The Canadian Press reports:
British Columbians will soon be able to use their computers to view their health records, Health Minister George Abbott said Thursday after introducing legislation governing access and privacy for electronic health information databases.
British Columbia became the first province in Canada to create a legislative framework with specific provisions to address access and protection of electronic health information.
The e-Health Personal Health and Information Access and Protection of Privacy Act could eventually create paperless medical offices, allowing physicians to store information about patients on their computers as opposed to the banks of individual file folders in most offices, Abbott said.
“I’m pretty confident we got it right here,” he said. “I’m very pleased with the balance with the legitimate access to personal information that a physician may require and the protection of the sanctity of those records that is so important to the patient.”
The e-Health law gives medical researchers access to the electronic health database but ensures privacy, Abbott said.
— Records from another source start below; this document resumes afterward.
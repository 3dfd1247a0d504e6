//! Adaptive outbound identity pool.
//!
//! One [`PoolStore`] behind one async mutex. Every read-modify-write
//! (insertion, selection, feedback, sweep, import) takes the lock for a short
//! in-memory step; network I/O always happens outside it.

pub mod entry;
pub mod feedback;
pub mod refresher;
pub mod selector;
pub mod store;

use std::sync::Arc;

use chrono::Utc;
use tokio::sync::Mutex;

use crate::config::PoolConfig;

pub use entry::{IdentityEntry, Origin, UserIdentityRecord};
pub use refresher::{RefreshReport, Refresher};
pub use store::{PoolStats, PoolStore};

/// Cloneable handle to the shared pool.
#[derive(Clone)]
pub struct IdentityPool {
    store: Arc<Mutex<PoolStore>>,
}

impl IdentityPool {
    pub fn new(max_user_records: usize) -> Self {
        Self {
            store: Arc::new(Mutex::new(PoolStore::new(max_user_records))),
        }
    }

    /// Build a pool loaded with the configured seed identities.
    pub fn from_config(config: &PoolConfig) -> Self {
        let mut store = PoolStore::new(config.max_user_records);
        let now = Utc::now();
        for seed in &config.seeds {
            if !store.contains(&seed.address, seed.port) {
                store.add_entry(&seed.address, seed.port, &seed.country, Origin::SeededStatic, now);
            }
        }
        tracing::info!("identity pool initialized with {} seed entries", store.len());
        Self {
            store: Arc::new(Mutex::new(store)),
        }
    }

    pub async fn add_entry(&self, address: &str, port: u16, country: &str, origin: Origin) {
        let mut store = self.store.lock().await;
        store.add_entry(address, port, country, origin, Utc::now());
    }

    /// Select an identity, or `None` when no active entry qualifies.
    pub async fn get_best(&self, exclude: Option<&str>) -> Option<IdentityEntry> {
        let mut store = self.store.lock().await;
        store.select_best(exclude, &mut rand::thread_rng(), Utc::now())
    }

    pub async fn get_or_create_for_address(
        &self,
        address: &str,
        user_agent: Option<&str>,
    ) -> IdentityEntry {
        let mut store = self.store.lock().await;
        store.get_or_create_caller(address, user_agent, Utc::now())
    }

    pub async fn record_outcome(&self, address: &str, success: bool, latency_secs: f64) {
        let mut store = self.store.lock().await;
        store.record_outcome(address, success, latency_secs, Utc::now());
    }

    pub async fn import_external(&self, pairs: &[(String, u16)]) -> usize {
        let mut store = self.store.lock().await;
        store.import_external(pairs, Utc::now())
    }

    pub async fn cleanup_sweep(&self) -> usize {
        let mut store = self.store.lock().await;
        store.cleanup_sweep(Utc::now())
    }

    pub async fn mark_refreshed(&self) {
        self.store.lock().await.mark_refreshed(Utc::now());
    }

    pub async fn stats(&self) -> PoolStats {
        self.store.lock().await.stats()
    }

    /// Copy of every tracked entry.
    pub async fn snapshot(&self) -> Vec<IdentityEntry> {
        self.store.lock().await.entries().to_vec()
    }

    pub async fn user_record(&self, address: &str) -> Option<UserIdentityRecord> {
        self.store.lock().await.user_record(address).cloned()
    }
}
//! Normalized profile records and caller-facing outcome shapes.

use chrono::{DateTime, Utc};
use serde::{Deserialize, Serialize};

use crate::error::ErrorKind;

/// Marker used for `used_identity` when no identity was involved.
pub const DIRECT_IDENTITY: &str = "direct";

/// Descriptive fields of a profile.
#[derive(Debug, Clone, Default, Serialize, Deserialize, PartialEq)]
pub struct ProfileIdentity {
    pub username: String,
    pub full_name: String,
    pub biography: String,
    pub external_url: String,
    pub is_private: bool,
    pub is_verified: bool,
    pub profile_pic_url: String,
}

/// Audience counters of a profile.
#[derive(Debug, Clone, Copy, Default, Serialize, Deserialize, PartialEq, Eq)]
pub struct ProfileStatistics {
    pub followers: u64,
    pub following: u64,
    pub posts: u64,
}

/// The normalized record every strategy produces.
#[derive(Debug, Clone, Default, Serialize, Deserialize, PartialEq)]
pub struct Profile {
    pub identity: ProfileIdentity,
    pub statistics: ProfileStatistics,
}

/// Successful extraction, annotated by the pipeline.
#[derive(Debug, Clone, Serialize, Deserialize, PartialEq)]
pub struct ProfileResult {
    pub identity: ProfileIdentity,
    pub statistics: ProfileStatistics,
    pub extraction_time_ms: u64,
    pub data_points: usize,
    pub cached: bool,
    pub used_identity: String,
}

/// Failed extraction as reported to callers.
#[derive(Debug, Clone, Serialize, Deserialize, PartialEq, thiserror::Error)]
#[error("{error}: {message}")]
pub struct ScrapeFailure {
    pub error: ErrorKind,
    pub message: String,
    pub used_identity: String,
}

impl ScrapeFailure {
    pub fn new(error: ErrorKind, message: impl Into<String>, used_identity: impl Into<String>) -> Self {
        Self {
            error,
            message: message.into(),
            used_identity: used_identity.into(),
        }
    }
}

/// Result of `scrape_profile`.
pub type ScrapeOutcome = Result<ProfileResult, ScrapeFailure>;

/// Health of the extraction path as seen by a single probe request.
#[derive(Debug, Clone, Copy, PartialEq, Eq, Serialize, Deserialize)]
#[serde(rename_all = "SCREAMING_SNAKE_CASE")]
pub enum ProbeStatus {
    Operational,
    Degraded,
    Offline,
}

#[derive(Debug, Clone, Serialize, Deserialize, PartialEq)]
pub struct ConnectionStatus {
    pub status: ProbeStatus,
    pub message: String,
    pub used_identity: String,
    pub timestamp: DateTime<Utc>,
}
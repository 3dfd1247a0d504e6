//! Count-string normalization and data-point counting.

use serde_json::Value;

/// Parse display counts such as `"1.2K"`, `"3M"` or `"12,345"`.
///
/// Suffixes are case-insensitive and commas are ignored. Anything that does
/// not parse yields 0.
pub fn parse_count(raw: &str) -> u64 {
    let cleaned = raw.replace(',', "").trim().to_ascii_uppercase();

    let (number, multiplier) = if let Some(n) = cleaned.strip_suffix('K') {
        (n, 1_000.0)
    } else if let Some(n) = cleaned.strip_suffix('M') {
        (n, 1_000_000.0)
    } else {
        return cleaned.parse::<u64>().unwrap_or(0);
    };

    match number.trim().parse::<f64>() {
        Ok(n) if n.is_finite() && n >= 0.0 => (n * multiplier).round() as u64,
        _ => 0,
    }
}

/// Count every element of every map and sequence in `value`.
///
/// A map contributes its number of keys, a sequence its length, and both are
/// descended into. Uses an explicit stack so deeply nested input cannot
/// exhaust the call stack.
pub fn count_data_points(value: &Value) -> usize {
    let mut count = 0;
    let mut stack = vec![value];
    while let Some(current) = stack.pop() {
        match current {
            Value::Object(map) => {
                count += map.len();
                stack.extend(map.values());
            }
            Value::Array(items) => {
                count += items.len();
                stack.extend(items.iter());
            }
            _ => {}
        }
    }
    count
}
Individuals can block access to the their own information in health data banks, except in cases where the person is incapacitated in an emergency or with the individual’s consent.
Abbott said the new law prohibits disclosing information from electronic health databases for market research. The government will create a committee that evaluates requests for data for health research or planning purposes.
Maximum fines for violating the act have been will be $200,000.
The Opposition New Democrats said they want patient privacy ensured. They also said the act suffers from credibility issues.